→ **PROBLEM DESCRIPTION**:
Every line from the start of the listing below through the line that contains "normalized string form." is to be reproduced word for word.

Segment Open

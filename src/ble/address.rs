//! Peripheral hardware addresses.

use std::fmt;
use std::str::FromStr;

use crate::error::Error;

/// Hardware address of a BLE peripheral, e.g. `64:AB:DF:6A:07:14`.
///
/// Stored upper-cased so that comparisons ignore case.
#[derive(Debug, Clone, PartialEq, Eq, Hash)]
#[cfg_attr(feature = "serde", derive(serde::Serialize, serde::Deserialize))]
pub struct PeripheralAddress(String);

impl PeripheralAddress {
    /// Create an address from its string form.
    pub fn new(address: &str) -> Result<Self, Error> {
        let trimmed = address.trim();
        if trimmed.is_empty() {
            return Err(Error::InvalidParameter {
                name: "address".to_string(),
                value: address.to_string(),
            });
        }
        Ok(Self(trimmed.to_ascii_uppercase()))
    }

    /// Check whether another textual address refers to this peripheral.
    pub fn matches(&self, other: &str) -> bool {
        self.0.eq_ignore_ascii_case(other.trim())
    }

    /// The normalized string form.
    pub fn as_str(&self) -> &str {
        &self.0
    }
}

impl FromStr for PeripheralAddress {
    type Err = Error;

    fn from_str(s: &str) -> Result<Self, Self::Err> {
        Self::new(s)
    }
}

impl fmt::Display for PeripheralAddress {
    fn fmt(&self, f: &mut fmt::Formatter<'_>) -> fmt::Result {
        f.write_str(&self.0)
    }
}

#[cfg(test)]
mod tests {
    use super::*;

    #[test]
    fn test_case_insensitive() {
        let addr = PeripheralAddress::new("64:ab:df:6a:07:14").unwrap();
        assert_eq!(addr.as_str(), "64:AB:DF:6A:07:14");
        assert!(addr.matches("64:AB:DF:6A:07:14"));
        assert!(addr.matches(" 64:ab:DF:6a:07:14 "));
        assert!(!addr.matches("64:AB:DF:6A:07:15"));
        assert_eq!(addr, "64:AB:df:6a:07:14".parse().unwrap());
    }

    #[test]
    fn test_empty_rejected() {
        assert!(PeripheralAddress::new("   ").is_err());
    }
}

Segment Closed

→ **RESPONSE TO THIS TASK**:
filename src/ble/address.rs
//! Peripheral hardware addresses.

use std::fmt;
use std::str::FromStr;

use crate::error::Error;

/// Hardware address of a BLE peripheral, e.g. `64:AB:DF:6A:07:14`.
///
/// Stored upper-cased so that comparisons ignore case.
#[derive(Debug, Clone, PartialEq, Eq, Hash)]
#[cfg_attr(feature = "serde", derive(serde::Serialize, serde::Deserialize))]
pub struct PeripheralAddress(String);

impl PeripheralAddress {
    /// Create an address from its string form.
    pub fn new(address: &str) -> Result<Self, Error> {
        let trimmed = address.trim();
        if trimmed.is_empty() {
            return Err(Error::InvalidParameter {
                name: "address".to_string(),
                value: address.to_string(),
            });
        }
        Ok(Self(trimmed.to_ascii_uppercase()))
    }

    /// Check whether another textual address refers to this peripheral.
    pub fn matches(&self, other: &str) -> bool {
        self.0.eq_ignore_ascii_case(other.trim())
    }

    /// The normalized string form.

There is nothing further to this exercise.